### What the task requires
Extract each line of the data and write it out again exactly.

*** Opening of Excerpted records ***

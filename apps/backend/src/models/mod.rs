//! API request and response types

use serde::{Deserialize, Serialize};

pub use trivia_core::{RevealStep, SessionView, Status};

/// Body of POST /api/session/load
#[derive(Debug, Clone, Serialize, Deserialize)]
pub struct LoadDateRequest {
    pub date: String,
}

/// Current viewer state
#[derive(Debug, Clone, Serialize, Deserialize)]
pub struct SessionResponse {
    pub status: Status,
    #[serde(skip_serializing_if = "Option::is_none")]
    pub session: Option<SessionView>,
}

impl SessionResponse {
    pub fn active(view: SessionView) -> Self {
        Self {
            status: Status::Active,
            session: Some(view),
        }
    }

    pub fn no_session() -> Self {
        Self {
            status: Status::NoSession,
            session: None,
        }
    }
}

/// Response of POST /api/session/reveal
#[derive(Debug, Clone, Serialize, Deserialize)]
pub struct RevealResponse {
    pub step: RevealStep,
    pub session: SessionView,
}

/// Response of the card navigation endpoints
#[derive(Debug, Clone, Serialize, Deserialize)]
pub struct NavigateResponse {
    /// False when already at the first/last card.
    pub moved: bool,
    pub session: SessionView,
}
//! Session state for one loaded date: the active card and its reveal progress.

use serde::{Deserialize, Serialize};

use crate::date::DateKey;
use crate::types::{Card, CardSet, Question, QUESTIONS_PER_CARD};

/// One disclosed question of the active card.
#[derive(Debug, Clone, Copy, PartialEq, Eq, Serialize, Deserialize)]
pub struct RevealEntry {
    pub question_index: usize,
    pub answer_visible: bool,
}

/// Outcome of a single `reveal_next` call.
#[derive(Debug, Clone, Copy, PartialEq, Eq, Serialize, Deserialize)]
#[serde(tag = "kind", rename_all = "snake_case")]
pub enum RevealStep {
    /// The answer to this question was shown.
    Answer { question_index: usize },
    /// This question was appended.
    Question { question_index: usize },
    /// Every answer on the card is already visible.
    Exhausted,
}

/// Progressive disclosure of a card's questions.
///
/// Always holds at least one entry. Indices are contiguous from 0 and only
/// the last entry may have its answer hidden.
#[derive(Debug, Clone, PartialEq, Eq, Serialize)]
#[serde(transparent)]
pub struct RevealState {
    entries: Vec<RevealEntry>,
}

impl Default for RevealState {
    fn default() -> Self {
        Self {
            entries: vec![RevealEntry {
                question_index: 0,
                answer_visible: false,
            }],
        }
    }
}

impl RevealState {
    pub fn entries(&self) -> &[RevealEntry] {
        &self.entries
    }

    pub fn last(&self) -> RevealEntry {
        // entries is never empty
        self.entries[self.entries.len() - 1]
    }

    /// The last question's answer is visible; nothing more to reveal.
    pub fn is_complete(&self) -> bool {
        let last = self.last();
        last.answer_visible && last.question_index + 1 >= QUESTIONS_PER_CARD
    }

    fn advance(&mut self) -> RevealStep {
        let last = self.last();
        if !last.answer_visible {
            if let Some(entry) = self.entries.last_mut() {
                entry.answer_visible = true;
            }
            RevealStep::Answer {
                question_index: last.question_index,
            }
        } else if last.question_index + 1 < QUESTIONS_PER_CARD {
            let question_index = last.question_index + 1;
            self.entries.push(RevealEntry {
                question_index,
                answer_visible: false,
            });
            RevealStep::Question { question_index }
        } else {
            RevealStep::Exhausted
        }
    }
}

/// A question as the rendering layer should show it.
#[derive(Debug, Clone, PartialEq, Eq, Serialize, Deserialize)]
pub struct RevealedQuestion {
    /// 1-based position on the card.
    pub number: usize,
    pub question: String,
    #[serde(skip_serializing_if = "Option::is_none")]
    pub answer: Option<String>,
}

/// Snapshot of the session for rendering.
#[derive(Debug, Clone, PartialEq, Eq, Serialize, Deserialize)]
pub struct SessionView {
    pub date: String,
    /// 1-based.
    pub card_number: usize,
    pub card_count: usize,
    pub has_next: bool,
    pub has_previous: bool,
    pub can_reveal: bool,
    pub image_path: String,
    pub revealed: Vec<RevealedQuestion>,
}

/// An active session over one date's cards.
#[derive(Debug, Clone)]
pub struct Session {
    date: DateKey,
    cards: CardSet,
    active_card: usize,
    reveal: RevealState,
}

impl Session {
    pub fn new(date: DateKey, cards: CardSet) -> Self {
        Self {
            date,
            cards,
            active_card: 0,
            reveal: RevealState::default(),
        }
    }

    pub fn date(&self) -> &DateKey {
        &self.date
    }

    pub fn card_set(&self) -> &CardSet {
        &self.cards
    }

    pub fn active_card_index(&self) -> usize {
        self.active_card
    }

    pub fn card_count(&self) -> usize {
        self.cards.len()
    }

    pub fn current_card(&self) -> Option<&Card> {
        self.cards.get(self.active_card)
    }

    pub fn reveal_state(&self) -> &RevealState {
        &self.reveal
    }

    pub fn has_next_card(&self) -> bool {
        self.active_card + 1 < self.cards.len()
    }

    pub fn has_previous_card(&self) -> bool {
        self.active_card > 0
    }

    pub fn can_reveal(&self) -> bool {
        !self.reveal.is_complete()
    }

    /// Reveal the current answer, or advance to the next question.
    pub fn reveal_next(&mut self) -> RevealStep {
        let step = self.reveal.advance();
        tracing::debug!(card = self.active_card, ?step, "reveal");
        step
    }

    /// Move to the next card. Returns false at the last card.
    pub fn go_to_next_card(&mut self) -> bool {
        if !self.has_next_card() {
            return false;
        }
        self.focus(self.active_card + 1);
        true
    }

    /// Move to the previous card. Returns false at the first card.
    pub fn go_to_previous_card(&mut self) -> bool {
        if !self.has_previous_card() {
            return false;
        }
        self.focus(self.active_card - 1);
        true
    }

    fn focus(&mut self, index: usize) {
        self.active_card = index;
        self.reveal = RevealState::default();
        tracing::debug!(card = index, "focused card");
    }

    /// Revealed entries paired with their questions.
    pub fn revealed(&self) -> impl Iterator<Item = (RevealEntry, &Question)> + '_ {
        let card = self.current_card();
        self.reveal.entries().iter().filter_map(move |entry| {
            card.and_then(|c| c.question(entry.question_index))
                .map(|q| (*entry, q))
        })
    }

    pub fn view(&self) -> SessionView {
        let image = self.current_card().map(Card::image).unwrap_or_default();
        SessionView {
            date: self.date.to_string(),
            card_number: self.active_card + 1,
            card_count: self.card_count(),
            has_next: self.has_next_card(),
            has_previous: self.has_previous_card(),
            can_reveal: self.can_reveal(),
            image_path: self.date.image_path(image),
            revealed: self
                .revealed()
                .map(|(entry, q)| RevealedQuestion {
                    number: entry.question_index + 1,
                    question: q.question.clone(),
                    answer: entry.answer_visible.then(|| q.answer.clone()),
                })
                .collect(),
        }
    }
}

*** Close of Excerpted records ***

### Solved exercise
filename apps/backend/src/models/mod.rs
//! API request and response types

use serde::{Deserialize, Serialize};

pub use trivia_core::{RevealStep, SessionView, Status};

/// Body of POST /api/session/load
#[derive(Debug, Clone, Serialize, Deserialize)]
pub struct LoadDateRequest {
    pub date: String,
}

/// Current viewer state
#[derive(Debug, Clone, Serialize, Deserialize)]
pub struct SessionResponse {
    pub status: Status,
    #[serde(skip_serializing_if = "Option::is_none")]
    pub session: Option<SessionView>,
}

impl SessionResponse {
    pub fn active(view: SessionView) -> Self {
        Self {
            status: Status::Active,
            session: Some(view),
        }
    }

    pub fn no_session() -> Self {
        Self {
            status: Status::NoSession,
            session: None,
        }
    }
}

/// Response of POST /api/session/reveal
#[derive(Debug, Clone, Serialize, Deserialize)]
pub struct RevealResponse {
    pub step: RevealStep,
    pub session: SessionView,
}

/// Response of the card navigation endpoints
#[derive(Debug, Clone, Serialize, Deserialize)]
pub struct NavigateResponse {
    /// False when already at the first/last card.
    pub moved: bool,
    pub session: SessionView,
}
//! Session state for one loaded date: the active card and its reveal progress.

use serde::{Deserialize, Serialize};

use crate::date::DateKey;
use crate::types::{Card, CardSet, Question, QUESTIONS_PER_CARD};

/// One disclosed question of the active card.
#[derive(Debug, Clone, Copy, PartialEq, Eq, Serialize, Deserialize)]
pub struct RevealEntry {
    pub question_index: usize,
    pub answer_visible: bool,
}

/// Outcome of a single `reveal_next` call.
#[derive(Debug, Clone, Copy, PartialEq, Eq, Serialize, Deserialize)]
#[serde(tag = "kind", rename_all = "snake_case")]
pub enum RevealStep {
    /// The answer to this question was shown.
    Answer { question_index: usize },
    /// This question was appended.
    Question { question_index: usize },
    /// Every answer on the card is already visible.
    Exhausted,
}

/// Progressive disclosure of a card's questions.
///
/// Always holds at least one entry. Indices are contiguous from 0 and only
/// the last entry may have its answer hidden.
#[derive(Debug, Clone, PartialEq, Eq, Serialize)]
#[serde(transparent)]
pub struct RevealState {
    entries: Vec<RevealEntry>,
}

impl Default for RevealState {
    fn default() -> Self {
        Self {
            entries: vec![RevealEntry {
                question_index: 0,
                answer_visible: false,
            }],
        }
    }
}

impl RevealState {
    pub fn entries(&self) -> &[RevealEntry] {
        &self.entries
    }

    pub fn last(&self) -> RevealEntry {
        // entries is never empty
        self.entries[self.entries.len() - 1]
    }

    /// The last question's answer is visible; nothing more to reveal.
    pub fn is_complete(&self) -> bool {
        let last = self.last();
        last.answer_visible && last.question_index + 1 >= QUESTIONS_PER_CARD
    }

    fn advance(&mut self) -> RevealStep {
        let last = self.last();
        if !last.answer_visible {
            if let Some(entry) = self.entries.last_mut() {
                entry.answer_visible = true;
            }
            RevealStep::Answer {
                question_index: last.question_index,
            }
        } else if last.question_index + 1 < QUESTIONS_PER_CARD {
            let question_index = last.question_index + 1;
            self.entries.push(RevealEntry {
                question_index,
                answer_visible: false,
            });
            RevealStep::Question { question_index }
        } else {
            RevealStep::Exhausted
        }
    }
}

/// A question as the rendering layer should show it.
#[derive(Debug, Clone, PartialEq, Eq, Serialize, Deserialize)]
pub struct RevealedQuestion {
    /// 1-based position on the card.
    pub number: usize,
    pub question: String,
    #[serde(skip_serializing_if = "Option::is_none")]
    pub answer: Option<String>,
}

/// Snapshot of the session for rendering.
#[derive(Debug, Clone, PartialEq, Eq, Serialize, Deserialize)]
pub struct SessionView {
    pub date: String,
    /// 1-based.
    pub card_number: usize,
    pub card_count: usize,
    pub has_next: bool,
    pub has_previous: bool,
    pub can_reveal: bool,
    pub image_path: String,
    pub revealed: Vec<RevealedQuestion>,
}

/// An active session over one date's cards.
#[derive(Debug, Clone)]
pub struct Session {
    date: DateKey,
    cards: CardSet,
    active_card: usize,
    reveal: RevealState,
}

impl Session {
    pub fn new(date: DateKey, cards: CardSet) -> Self {
        Self {
            date,
            cards,
            active_card: 0,
            reveal: RevealState::default(),
        }
    }

    pub fn date(&self) -> &DateKey {
        &self.date
    }

    pub fn card_set(&self) -> &CardSet {
        &self.cards
    }

    pub fn active_card_index(&self) -> usize {
        self.active_card
    }

    pub fn card_count(&self) -> usize {
        self.cards.len()
    }

    pub fn current_card(&self) -> Option<&Card> {
        self.cards.get(self.active_card)
    }

    pub fn reveal_state(&self) -> &RevealState {
        &self.reveal
    }

    pub fn has_next_card(&self) -> bool {
        self.active_card + 1 < self.cards.len()
    }

    pub fn has_previous_card(&self) -> bool {
        self.active_card > 0
    }

    pub fn can_reveal(&self) -> bool {
        !self.reveal.is_complete()
    }

    /// Reveal the current answer, or advance to the next question.
    pub fn reveal_next(&mut self) -> RevealStep {
        let step = self.reveal.advance();
        tracing::debug!(card = self.active_card, ?step, "reveal");
        step
    }

    /// Move to the next card. Returns false at the last card.
    pub fn go_to_next_card(&mut self) -> bool {
        if !self.has_next_card() {
            return false;
        }
        self.focus(self.active_card + 1);
        true
    }

    /// Move to the previous card. Returns false at the first card.
    pub fn go_to_previous_card(&mut self) -> bool {
        if !self.has_previous_card() {
            return false;
        }
        self.focus(self.active_card - 1);
        true
    }

    fn focus(&mut self, index: usize) {
        self.active_card = index;
        self.reveal = RevealState::default();
        tracing::debug!(card = index, "focused card");
    }

    /// Revealed entries paired with their questions.
    pub fn revealed(&self) -> impl Iterator<Item = (RevealEntry, &Question)> + '_ {
        let card = self.current_card();
        self.reveal.entries().iter().filter_map(move |entry| {
            card.and_then(|c| c.question(entry.question_index))
                .map(|q| (*entry, q))
        })
    }

    pub fn view(&self) -> SessionView {
        let image = self.current_card().map(Card::image).unwrap_or_default();
        SessionView {
            date: self.date.to_string(),
            card_number: self.active_card + 1,
            card_count: self.card_count(),
            has_next: self.has_next_card(),
            has_previous: self.has_previous_card(),
            can_reveal: self.can_reveal(),
            image_path: self.date.image_path(image),
            revealed: self
                .revealed()
                .map(|(entry, q)| RevealedQuestion {
                    number: entry.question_index + 1,
                    question: q.question.clone(),
                    answer: entry.answer_visible.then(|| q.answer.clone()),
                })
                .collect(),
        }
    }
}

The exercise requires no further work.